想要明白代码中 Q, K, V 之间的矩阵乘法,先要搞清楚高维张量乘法的计算。@ 操作符其实就是 torch.matmul2,它会将最后两维视为矩阵,多余的维度视为批处理维度,若两个高维张量的批处理维度不一致,可以进行广播 3。批处理维度按照逐元素乘积,矩阵进行矩阵乘法,见下面这个 gist 示例。

因此计算 Q @ K (B, nh, T, hs) x (B, nh, hs, T) 时,注意力头之间是相互独立的,即序列中不同位置 token 的 1 号 Q 只会和 1 号 K 相乘。

Training & Inference & Finetuning

训练和推理区别不大。从 Model 章节中的 GPT.forward 函数可以看出,训练和推理在模型中前向传播的逻辑一致,区别就在于:

  1. 输入一整个 token seq 还是只需输入最后一个 token
  2. 是否需要标签 y 计算 loss

但是模型前向传播输出的只是 logits,要得到推理的 token,还要让 logits 通过 Softmax (with temperature) 和 Decoding Strategy 得到预测的 token id,最后将 token id decode 为 token(见 Tokenizer 章节)。

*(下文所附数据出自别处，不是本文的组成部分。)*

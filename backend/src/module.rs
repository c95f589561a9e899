use std::{fmt::Debug, marker::PhantomData, str::FromStr};

use thiserror::Error;

use crate::{Executor, Torus32};

/// The transform families a [Module] can be instantiated with.
#[derive(Clone, Copy, Debug, PartialEq, Eq, Hash)]
pub enum TransformType {
    FFT,
    NTT,
}

#[derive(Debug, Clone, Error, PartialEq, Eq)]
#[error("unsupported transform type: {0:?} (expected \"FFT\" or \"NTT\")")]
pub struct UnsupportedTransform(pub String);

impl FromStr for TransformType {
    type Err = UnsupportedTransform;

    fn from_str(s: &str) -> Result<Self, Self::Err> {
        match s {
            "FFT" => Ok(TransformType::FFT),
            "NTT" => Ok(TransformType::NTT),
            other => Err(UnsupportedTransform(other.to_string())),
        }
    }
}

/// A polynomial transform over Z[X]/(X^N+1).
///
/// A transformed polynomial is a slice of exactly `N` [Backend::ScalarPrep]
/// words whose meaning is private to the backend. Callers only move such
/// slices between the methods of [Module].
pub trait Backend: Sized + Send + Sync + 'static {
    type ScalarPrep: Copy + Default + Debug + PartialEq + Send + Sync;
    type Table: Send + Sync;

    const TRANSFORM: TransformType;

    fn new_table(n: usize) -> Self::Table;
    fn forward(table: &Self::Table, res: &mut [Self::ScalarPrep], a: &[i32]);
    fn inverse(table: &Self::Table, res: &mut [Torus32], a: &[Self::ScalarPrep]);
    fn mul(table: &Self::Table, res: &mut [Self::ScalarPrep], a: &[Self::ScalarPrep], b: &[Self::ScalarPrep]);
    fn add_mul(table: &Self::Table, res: &mut [Self::ScalarPrep], a: &[Self::ScalarPrep], b: &[Self::ScalarPrep]);
    fn add_inplace(table: &Self::Table, res: &mut [Self::ScalarPrep], a: &[Self::ScalarPrep]);
}

/// Ring degree, precomputed transform tables and execution provider.
///
/// Every operation on ciphertext arrays takes the module explicitly; there is
/// no process-wide state.
pub struct Module<B: Backend> {
    n: usize,
    table: B::Table,
    exec: Executor,
    _marker: PhantomData<B>,
}

impl<B: Backend> Module<B> {
    pub fn new(n: u64) -> Self {
        Self::with_executor(n, Executor::default())
    }

    pub fn with_executor(n: u64, exec: Executor) -> Self {
        assert!(n.is_power_of_two() && n >= 2, "n must be a power of two >= 2, got {n}");
        Self {
            n: n as usize,
            table: B::new_table(n as usize),
            exec,
            _marker: PhantomData,
        }
    }

    #[inline]
    pub fn n(&self) -> usize {
        self.n
    }

    #[inline]
    pub fn exec(&self) -> &Executor {
        &self.exec
    }

    #[inline]
    pub fn transform(&self) -> TransformType {
        B::TRANSFORM
    }

    /// Zeroed storage for `count` transformed polynomials.
    pub fn alloc_dft(&self, count: usize) -> Vec<B::ScalarPrep> {
        vec![B::ScalarPrep::default(); count * self.n]
    }

    pub fn forward(&self, res: &mut [B::ScalarPrep], a: &[i32]) {
        self.check(res.len(), a.len());
        B::forward(&self.table, res, a)
    }

    pub fn inverse(&self, res: &mut [Torus32], a: &[B::ScalarPrep]) {
        self.check(res.len(), a.len());
        B::inverse(&self.table, res, a)
    }

    /// res = a * b in the transform domain.
    pub fn mul(&self, res: &mut [B::ScalarPrep], a: &[B::ScalarPrep], b: &[B::ScalarPrep]) {
        self.check(res.len(), a.len());
        self.check(res.len(), b.len());
        B::mul(&self.table, res, a, b)
    }

    /// res += a * b in the transform domain.
    pub fn add_mul(&self, res: &mut [B::ScalarPrep], a: &[B::ScalarPrep], b: &[B::ScalarPrep]) {
        self.check(res.len(), a.len());
        self.check(res.len(), b.len());
        B::add_mul(&self.table, res, a, b)
    }

    pub fn add_inplace(&self, res: &mut [B::ScalarPrep], a: &[B::ScalarPrep]) {
        self.check(res.len(), a.len());
        B::add_inplace(&self.table, res, a)
    }

    /// res = a * b mod X^N+1, going through the transform domain. One of the
    /// operands must be small for the result to be exact.
    pub fn negacyclic_mul(&self, res: &mut [Torus32], a: &[i32], b: &[Torus32]) {
        let mut a_dft: Vec<B::ScalarPrep> = self.alloc_dft(1);
        let mut b_dft: Vec<B::ScalarPrep> = self.alloc_dft(1);
        let mut prod: Vec<B::ScalarPrep> = self.alloc_dft(1);
        self.forward(&mut a_dft, a);
        self.forward(&mut b_dft, b);
        self.mul(&mut prod, &a_dft, &b_dft);
        self.inverse(res, &prod);
    }

    #[inline(always)]
    fn check(&self, res_len: usize, a_len: usize) {
        assert_eq!(res_len, self.n, "invalid res: len={} != n={}", res_len, self.n);
        assert_eq!(a_len, self.n, "invalid a: len={} != n={}", a_len, self.n);
    }
}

这个过程大有文章,不仅直接决定了模型的输出,还能通过调整 logits 的分布给生成文本打水印 4

在推理环节中,温度和 Decoding Strategy 是非常影响模型输出质量的两个因素。

Decoding Strategy 有很多 5,常见的几种如:

  • Greedy Search:这是最简单的策略,直接取概率最大的 token。
    • 缺点:生成较长的输出时,可能会产生高度重复的结果。
  • Beam Search:每一次迭代保留 num_beams 个概率最大的 token,最终选择联合概率最大的一个序列。
    • 优点:可以保留初始 token 概率较低的高概率序列。
    • 缺点:Beam Search 是最拖慢推理速度的组件 (Wang et al. 2024)。
  • Top-k Sampling:按概率排序 vocab,保留概率最大的 k 个 token,归一化后就在这 k 个 token 中采样。
  • Top-p Sampling:按概率排序 vocab,保留从前往后累积概率超过阈值 p 的 token,归一化后进行采样,这样可以根据分布动态调整候选 token 的数量。

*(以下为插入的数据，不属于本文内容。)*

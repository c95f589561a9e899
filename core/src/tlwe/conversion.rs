use itertools::izip;

use backend::{Backend, Module};

use crate::{
    Result, TLWESampleArray, TLWESampleArrayDft,
    error::{check_dim, check_len, check_shape},
};

impl<B: Backend> TLWESampleArrayDft<B> {
    /// Transform-domain copy of `src`.
    pub fn from_tlwe(module: &Module<B>, src: &TLWESampleArray) -> Result<Self> {
        let mut res: Self = Self::alloc(module, src.params, &src.shape)?;
        res.forward_from(module, src)?;
        Ok(res)
    }

    pub fn forward_from(&mut self, module: &Module<B>, src: &TLWESampleArray) -> Result<()> {
        self.check_coeff(module, src)?;
        let n: usize = self.n();
        let size: usize = self.sample_size();
        module.exec().for_each_chunk_mut(&mut self.data, size, |i, res| {
            izip!(res.chunks_exact_mut(n), src.data[i * size..(i + 1) * size].chunks_exact(n))
                .for_each(|(r, a)| module.forward(r, a));
        });
        self.current_variances.copy_from_slice(&src.current_variances);
        Ok(())
    }

    /// Zero polynomials, zero variance.
    pub fn clear(&mut self) {
        self.data.fill(B::ScalarPrep::default());
        self.current_variances.fill(0.0);
    }

    /// self[i] += p[i] * sample[i] on all k+1 polynomials, where `p` holds one
    /// transformed polynomial per element. Variances are left to the caller.
    pub fn add_mul_to(&mut self, module: &Module<B>, p: &[B::ScalarPrep], sample: &TLWESampleArrayDft<B>) -> Result<()> {
        check_dim(module.n(), self.n())?;
        check_dim(self.n(), sample.n())?;
        check_dim(self.k(), sample.k())?;
        check_shape(&self.shape, &sample.shape)?;
        check_len(&self.shape, self.len() * self.n(), p.len())?;

        let n: usize = self.n();
        let size: usize = self.sample_size();
        module.exec().for_each_chunk_mut(&mut self.data, size, |i, res| {
            let p_i: &[B::ScalarPrep] = &p[i * n..(i + 1) * n];
            izip!(res.chunks_exact_mut(n), sample.data[i * size..(i + 1) * size].chunks_exact(n))
                .for_each(|(r, a)| module.add_mul(r, p_i, a));
        });
        Ok(())
    }

    fn check_coeff(&self, module: &Module<B>, other: &TLWESampleArray) -> Result<()> {
        check_dim(module.n(), self.n())?;
        check_dim(self.n(), other.n())?;
        check_dim(self.k(), other.k())?;
        check_shape(&self.shape, &other.shape)
    }
}

impl TLWESampleArray {
    /// Coefficient-domain copy of `src`.
    pub fn inverse_from<B: Backend>(&mut self, module: &Module<B>, src: &TLWESampleArrayDft<B>) -> Result<()> {
        src.check_coeff(module, self)?;
        let n: usize = self.n();
        let size: usize = self.sample_size();
        module.exec().for_each_chunk_mut(&mut self.data, size, |i, res| {
            izip!(res.chunks_exact_mut(n), src.data[i * size..(i + 1) * size].chunks_exact(n))
                .for_each(|(r, a)| module.inverse(r, a));
        });
        self.current_variances.copy_from_slice(&src.current_variances);
        Ok(())
    }
}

温度是用来缩放 logits 的一个超参数,当使用基于概率采样的 Decoding Strategy 时,温度越小,输出多样性越低,反之温度越大,输出多样性越高。因为小于 1 的温度会拉大候选 token 之间的概率差距,使模型更倾向于采样概率较大的 token。极端地说,当最大的采样概率达到 0.999,模型几乎必定采样这个 token,因此对于同样的输入,不管尝试多少次都只会产生一样的回答。若温度较大,各个候选 token 的采样概率分布会变得相对平均,“王侯将相宁有种乎!”,概率相对较小的 token 也不是没有逆袭的机会。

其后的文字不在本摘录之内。